United States Bankruptcy Court, W.D. Tennessee, Western Division
Aug 6, 1991
Case No. 90-28551-WHB, Adversary Proceeding No. 90-0334 (Bankr. W.D. Tenn. Aug. 6, 1991)

Opinion

Case No. 90-28551-WHB, Adversary Proceeding No. 90-0334.

August 6, 1991

Philip F. Counce, Memphis, Tennessee. Attorney for Plaintiff.

Mary K. Hubbard, pro se Richmond, Virginia.

Margaret Fugate, Johnson City, Tennessee, in Bankruptcy Case in Eastern District of Tennessee, Attorney for Mary K. Hubbard.


MEMORANDUM OPINION AND ORDER ON COMPLAINT TO DETERMINE DISCHARGEABILITY UNDER § 523(a)(5)
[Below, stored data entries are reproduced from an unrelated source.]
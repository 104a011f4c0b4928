//! Driver de ticks: el bucle externo que avanza la cola.
//!
//! La cola no posee hilo; alguien tiene que invocarle `advance()` con una
//! cadencia. En un host gráfico esa cadencia es el frame loop; el driver
//! empaqueta el mismo bucle para binarios y tests. Bloquea el hilo del
//! llamador entre ticks; nunca crea hilos propios.

use std::time::Duration;

use crate::engine::{RunState, TaskQueue};
use crate::event::EventBus;
use crate::time::Clock;

#[derive(Debug, Clone, Copy)]
pub struct TickDriver {
    interval: Duration,
}

impl TickDriver {
    /// Driver con el intervalo entre ticks dado. Cero = sin espera (útil
    /// con reloj manual).
    pub fn new(interval: Duration) -> Self {
        Self { interval }
    }

    #[inline]
    pub fn interval(&self) -> Duration {
        self.interval
    }

    /// Avanza la cola exactamente `n` ticks (o hasta que quede `Idle`).
    /// Devuelve los ticks ejecutados.
    pub fn tick_n<C: Clock, B: EventBus>(&self, queue: &mut TaskQueue<C, B>, n: usize) -> usize {
        let mut ticks = 0;
        while ticks < n && queue.run_state() != RunState::Idle {
            queue.advance();
            ticks += 1;
            if queue.run_state() != RunState::Idle && !self.interval.is_zero() {
                std::thread::sleep(self.interval);
            }
        }
        ticks
    }

    /// Avanza la cola hasta que vuelva a `Idle` (drenada o detenida).
    /// Devuelve los ticks ejecutados.
    ///
    /// Una cola `Paused` se sigue tickeando (los ticks no hacen nada): la
    /// reanudación llega de afuera.
    ///
    /// Ojo: una cola estacionada sobre un step fallido cuyo handler no
    /// pide `stop`/`skip_current` no vuelve a `Idle` jamás. Si los
    /// handlers no están bajo su control, use `tick_n`.
    pub fn run_until_idle<C: Clock, B: EventBus>(&self, queue: &mut TaskQueue<C, B>) -> usize {
        let mut ticks = 0;
        while queue.run_state() != RunState::Idle {
            queue.advance();
            ticks += 1;
            if queue.run_state() != RunState::Idle && !self.interval.is_zero() {
                std::thread::sleep(self.interval);
            }
        }
        ticks
    }
}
This adversary proceeding presents the issue of whether certain of the plaintiff's obligations under a final decree of divorce are excepted from discharge under 11 U.S.C. § 523(a)(5), which provides:

(a) A discharge under section 727, 1141, 1228(a), 1228(b), or 1328(b) of this title does not discharge an individual debtor from any debt —

(5) to a spouse, former spouse, or child of the debtor, for alimony to, maintenance for, or support of such spouse or child, in connection with a separation agreement, divorce decree or other order of a court of record, determination made in accordance with State or territorial law by a governmental unit, or property settlement agreement, but not to the extent that —

(A) such debt is assigned to another entity, voluntarily, by operation of law or otherwise, . . ., or

(B) such debt includes a liability designated as alimony, maintenance, or support, unless such liability is actually in the nature of alimony, maintenance, or support.

The proceeding is core under 28 U.S.C. § 157(b)(2)(I), and the following constitutes findings of fact and conclusions of law pursuant to FRBP 7052.

HISTORY OF PROCEEDING AND FINDINGS OF FACT

The debtor filed his voluntary Chapter 7 petition case on September 28, 1990, listing among other creditors his former wife, the defendant herein. The case trustee has filed a report of no distribution to creditors. On November 13, 1990, the debtor filed this adversary proceeding against his former wife, seeking a determination of dischargeability of obligations under a marital dissolution agreement and final decree of divorce in the Circuit Court of Sullivan County, Tennessee. (Tr. Ex. 1) The defendant answered, pro se, in the form of a letter to the clerk of this court, and the adversary proceeding was set for trial on May 21, 1991. The defendant appeared at trial pro se, after travelling a substantial distance from Richmond, Virginia, and she expressed a desire to proceed with the trial.

However, counsel for the plaintiff advised the Court that the defendant was now a voluntary Chapter 7 debtor in the United States Bankruptcy Court for the Eastern District of Tennessee, case number 91-30908. (Tr. Ex. 2) A consent order vacating the automatic stay nunc pro tunc as of May 21, 1991, has been entered in Mary Katherine Hubbard's case by Judge Richard Stair, Jr., "to permit [this Court in this adversary proceeding] to determine the dischargeability of certain obligations arising out of" the above referenced divorce decree and marital dissolution agreement.See Judge Stair's order entered as a part of the record of this adversary proceeding.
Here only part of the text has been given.